Leading Technical People

Even more than management, technical individuals require specific leadership qualities. Leadership and management are interwoven in the new economy; nonetheless, these two concepts can be clearly separated. Leaders inspire others, while managers manage them. Leaders have long-term viewpoints, whereas managers have short-term ones. Leaders grow and try to understand people and the source of their problems, whereas managers simply maintain and focus on the way things are done (Klingner, Llorens & Nalbandian, 2010).

The nature of leadership is to make people do what they do not want to do and to make them enjoy their job.
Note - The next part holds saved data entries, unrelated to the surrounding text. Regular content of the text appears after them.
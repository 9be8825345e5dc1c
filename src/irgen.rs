use std::collections::BTreeSet;

use anyhow::Result;

use crate::arch::{reg, Architecture};
use crate::context::CancellationToken;
use crate::insn::{Cc, Instruction, Instructions, Operand, Operation};
use crate::ir::{
    BinaryOp, BlockId, Direction, JumpTarget, MemoryLocation, Program, StatementKind, TermId,
    UnaryOp,
};

/// 機械語からIRへのリフタ
///
/// デコード済み命令列を基本ブロックに分割し、項と文の列へ持ち上げる。
/// 比較はフラグ疑似レジスタへの代入として表現し、条件分岐はその読み取りになる
pub struct IrGenerator<'a> {
    architecture: &'a dyn Architecture,
    instructions: &'a Instructions,
}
According to Sir William Slim, the commander of the British Army, leadership can be explained as “A mixture of persuasion, compulsion, and example that makes men do what you want them to do” (Klingner, Llorens & Nalbandian, 2010)
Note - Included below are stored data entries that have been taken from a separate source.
use std::collections::{HashMap, HashSet};

use crate::dataflow::Dataflow;
use crate::ir::{BlockId, Function, Program, TermId, TermKind};

/// 領域グラフのノードID
#[derive(Debug, Clone, Copy, PartialEq, Eq, Hash, PartialOrd, Ord)]
pub struct NodeId(pub u32);

/// Switch領域
///
/// 間接ジャンプとジャンプテーブルから復元される。bounds_check_nodeは
/// インデックスの範囲検査を行うブロックで、その終端ジャンプはswitch構造に
/// 吸収されるため冗長になる
#[derive(Debug, Clone)]
pub struct SwitchRegion {
    /// スイッチ変数（インデックス項）
    pub value: Option<TermId>,
    /// 間接ジャンプを含むノード
    pub jump_node: NodeId,
    /// 範囲検査ノード
    pub bounds_check_node: Option<NodeId>,
}

/// 領域の種類
#[derive(Debug, Clone)]
pub enum RegionKind {
    /// ループ（バックエッジで検出）
    Loop { head: NodeId },
    /// switch文
    Switch(SwitchRegion),
}

/// 領域
#[derive(Debug, Clone)]
pub struct Region {
    pub kind: RegionKind,
    /// 所属ノード
    pub nodes: Vec<NodeId>,
}

impl Region {
    pub fn as_switch(&self) -> Option<&SwitchRegion> {
        match &self.kind {
            RegionKind::Switch(switch) => Some(switch),
            _ => None,
        }
    }
}

/// ノードの種類
#[derive(Debug, Clone)]
pub enum NodeKind {
    Basic { block: BlockId },
    Region(Region),
}

/// 領域グラフのノード
#[derive(Debug, Clone)]
pub struct Node {
    pub id: NodeId,
    pub kind: NodeKind,
}

impl Node {
    pub fn as_region(&self) -> Option<&Region> {
        match &self.kind {
            NodeKind::Region(region) => Some(region),
            _ => None,
        }
    }

    pub fn as_basic_block(&self) -> Option<BlockId> {
        match self.kind {
            NodeKind::Basic { block } => Some(block),
            _ => None,
        }
    }
}

/// 構造化された制御フローグラフ
#[derive(Debug, Clone, Default)]
pub struct Graph {
    nodes: Vec<Node>,
    block_nodes: HashMap<BlockId, NodeId>,
}

impl Graph {
    pub fn new() -> Self {
        Self::default()
    }

    pub fn nodes(&self) -> impl Iterator<Item = &Node> {
        self.nodes.iter()
    }

    pub fn node(&self, id: NodeId) -> &Node {
        &self.nodes[id.0 as usize]
    }

    pub fn node_count(&self) -> usize {
        self.nodes.len()
    }

    pub fn add_basic(&mut self, block: BlockId) -> NodeId {
        let id = NodeId(self.nodes.len() as u32);
        self.nodes.push(Node { id, kind: NodeKind::Basic { block } });
        self.block_nodes.insert(block, id);
        id
    }

    pub fn add_region(&mut self, region: Region) -> NodeId {
        let id = NodeId(self.nodes.len() as u32);
        self.nodes.push(Node { id, kind: NodeKind::Region(region) });
        id
    }

    /// 基本ブロックに対応するノード
    pub fn node_of_block(&self, block: BlockId) -> Option<NodeId> {
        self.block_nodes.get(&block).copied()
    }

    /// ノードの基本ブロック（領域ノードならNone）
    pub fn basic_block(&self, id: NodeId) -> Option<BlockId> {
        self.node(id).as_basic_block()
    }
}

/// 基本ブロックから領域グラフの骨格を作る
#[derive(Debug, Default)]
pub struct GraphBuilder;

impl GraphBuilder {
    pub fn new() -> Self {
        Self
    }

    pub fn build(&self, function: &Function) -> Graph {
        let mut graph = Graph::new();
        for &block in &function.blocks {
            graph.add_basic(block);
        }
        graph
    }
}

/// 構造解析
///
/// ループとswitchを検出して領域ノードを追加する
pub struct StructureAnalyzer<'a> {
    program: &'a Program,
    function: &'a Function,
    dataflow: &'a Dataflow,
}

impl<'a> StructureAnalyzer<'a> {
    pub fn new(program: &'a Program, function: &'a Function, dataflow: &'a Dataflow) -> Self {
        Self { program, function, dataflow }
    }

    pub fn analyze(&self, graph: &mut Graph) {
        self.detect_loops(graph);
        self.detect_switches(graph);
    }

    /// ループ領域を検出
    ///
    /// 支配木を先に求め、行き先が自分を支配しているエッジをバックエッジとする
    fn detect_loops(&self, graph: &mut Graph) {
        let members: HashSet<BlockId> = self.function.blocks.iter().copied().collect();

        let order = self.reverse_postorder(&members);
        let idom = self.compute_dominators(&order, &members);

        let mut back_edges: Vec<(BlockId, BlockId)> = Vec::new();
        for &block in &order {
            for &succ in &self.program.block(block).successors {
                if members.contains(&succ) && dominates(succ, block, &idom) {
                    back_edges.push((block, succ));
                }
            }
        }

        for (from, to) in back_edges {
            let body = self.natural_loop(from, to, &members);
            let head = match graph.node_of_block(to) {
                Some(node) => node,
                None => continue,
            };
            let nodes: Vec<NodeId> = body
                .iter()
                .filter_map(|&b| graph.node_of_block(b))
                .collect();
            graph.add_region(Region { kind: RegionKind::Loop { head }, nodes });
        }
    }

    /// 入口からの逆ポストオーダー（到達できないブロックは含まない）
    fn reverse_postorder(&self, members: &HashSet<BlockId>) -> Vec<BlockId> {
        let mut visited: HashSet<BlockId> = HashSet::new();
        let mut postorder: Vec<BlockId> = Vec::new();
        self.postorder_walk(self.function.entry, members, &mut visited, &mut postorder);
        postorder.reverse();
        postorder
    }

    fn postorder_walk(
        &self,
        block: BlockId,
        members: &HashSet<BlockId>,
        visited: &mut HashSet<BlockId>,
        out: &mut Vec<BlockId>,
    ) {
        if !visited.insert(block) {
            return;
        }
        for &succ in &self.program.block(block).successors {
            if members.contains(&succ) {
                self.postorder_walk(succ, members, visited, out);
            }
        }
        out.push(block);
    }

    /// 各ブロックの直近支配ノードを反復で求める
    ///
    /// 逆ポストオーダー上で、処理済み先行ノード同士の支配列を交差させる。
    /// 入口の直近支配ノードは入口自身とする
    fn compute_dominators(
        &self,
        order: &[BlockId],
        members: &HashSet<BlockId>,
    ) -> HashMap<BlockId, BlockId> {
        let position: HashMap<BlockId, usize> =
            order.iter().enumerate().map(|(i, &b)| (b, i)).collect();

        let mut idom: HashMap<BlockId, BlockId> = HashMap::new();
        if let Some(&entry) = order.first() {
            idom.insert(entry, entry);
        }

        let mut changed = true;
        while changed {
            changed = false;

            for &block in order.iter().skip(1) {
                let mut candidate: Option<BlockId> = None;
                for &pred in &self.program.block(block).predecessors {
                    if !members.contains(&pred) || !idom.contains_key(&pred) {
                        continue;
                    }
                    candidate = Some(match candidate {
                        None => pred,
                        Some(current) => intersect(pred, current, &idom, &position),
                    });
                }

                if let Some(new_idom) = candidate {
                    if idom.get(&block) != Some(&new_idom) {
                        idom.insert(block, new_idom);
                        changed = true;
                    }
                }
            }
        }

        idom
    }

    /// バックエッジ (from → head) の自然ループ
    fn natural_loop(&self, from: BlockId, head: BlockId, members: &HashSet<BlockId>) -> Vec<BlockId> {
        let mut body = vec![head];
        let mut stack = vec![from];
        let mut seen: HashSet<BlockId> = HashSet::new();
        seen.insert(head);

        while let Some(block) = stack.pop() {
            if !seen.insert(block) {
                continue;
            }
            body.push(block);
            for &pred in &self.program.block(block).predecessors {
                if members.contains(&pred) {
                    stack.push(pred);
                }
            }
        }

        body.sort();
        body
    }

    /// 間接ジャンプからswitch領域を検出
    fn detect_switches(&self, graph: &mut Graph) {
        let members: HashSet<BlockId> = self.function.blocks.iter().copied().collect();
        let mut switches: Vec<Region> = Vec::new();

        for &block in &self.function.blocks {
            let jump_stmt = match self.program.terminating_jump(block) {
                Some(stmt) => stmt,
                None => continue,
            };
            let jump = match self.program.statement(jump_stmt).as_jump() {
                Some(jump) => jump,
                None => continue,
            };

            // 無条件かつ行き先が未解決の間接ジャンプで、ターゲットがテーブル読み込み
            if jump.condition.is_some() || jump.then_target.block.is_some() {
                continue;
            }
            let target = match jump.then_target.address {
                Some(term) => term,
                None => continue,
            };
            let table_address = match self.program.term(target).as_dereference_address() {
                Some(address) => address,
                None => continue,
            };

            let value = self.switch_index(table_address);

            let jump_node = match graph.node_of_block(block) {
                Some(node) => node,
                None => continue,
            };

            // 範囲検査: 条件ジャンプで終わる唯一の先行ブロック
            let preds: Vec<BlockId> = self
                .program
                .block(block)
                .predecessors
                .iter()
                .copied()
                .filter(|p| members.contains(p))
                .collect();
            let bounds_check_node = match preds.as_slice() {
                [pred] => self
                    .program
                    .terminating_jump(*pred)
                    .filter(|&stmt| {
                        self.program
                            .statement(stmt)
                            .as_jump()
                            .map(|j| j.is_conditional())
                            .unwrap_or(false)
                    })
                    .and_then(|_| graph.node_of_block(*pred)),
                _ => None,
            };

            let mut nodes = vec![jump_node];
            if let Some(node) = bounds_check_node {
                nodes.insert(0, node);
            }

            switches.push(Region {
                kind: RegionKind::Switch(SwitchRegion { value, jump_node, bounds_check_node }),
                nodes,
            });
        }

        for region in switches {
            graph.add_region(region);
        }
    }

    /// テーブルアドレス式からスイッチ変数を探す
    ///
    /// base + index*scale の index にあたる項。見つからなければ
    /// アドレス式中の未解決読み取りで代用する
    fn switch_index(&self, address: TermId) -> Option<TermId> {
        let mut subterms = Vec::new();
        self.program.collect_subterms(address, &mut subterms);

        for &term in &subterms {
            if let TermKind::BinaryOperator { op: crate::ir::BinaryOp::Mul, left, right } =
                &self.program.term(term).kind
            {
                if self.program.term(*right).as_int_const().is_some() {
                    return Some(*left);
                }
                if self.program.term(*left).as_int_const().is_some() {
                    return Some(*right);
                }
            }
        }

        subterms
            .iter()
            .copied()
            .find(|&t| {
                matches!(self.program.term(t).kind, TermKind::MemoryLocationAccess { .. })
                    && !self.dataflow.definitions(t).is_empty()
            })
    }
}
There are four major categories of leadership:

Physical qualities, dealing with health, energy and patience.

Personal attributes, including cooperativeness, enthusiasm, ability to motivate, persuasiveness and discretion.

Character attributes, which deal with integrity and humanism

Intellectual qualities, such as mental ability, and scientific approach to problems.

There are many types of leadership, the choice of which is defined based on the situation requiring it. Autocratic leadership is one, in which manager makes decisions alone without considering others. Diplomatic leadership is observed in case the manager makes decision and persuades subordinates to accept them. In consultative leadership the manager accepts ideas from sub-ordinates and uses them decision-making. Participative leadership is when sub-ordinates play a decisive role in decision-making.


Motivation is defined as the amount of internal and external factors, which stimulate people to work and achieve the set goals. One more definition is the desire of people to use maximum efforts to reach the set goals in order to satisfy the desire of the needs of someone.

Major motivation theorists are McGregor, Maslow and Herzberg. McGregor’s theories are theory X and theory Y. The theory X focuses on external factors that control human behavior, theory Y focuses on self-direction and self-control. According to Maslow, there is the hierarchy, underlying the satisfaction of needs based on their priority. According to Herzberg’s 2-factor theory, there are several important factors, influencing job: achievement, recognition, work itself, responsibility, growth, supervision, interpersonal relationships, working conditions, salary, status, and security that are external to job (Daft & Marcic, 2011)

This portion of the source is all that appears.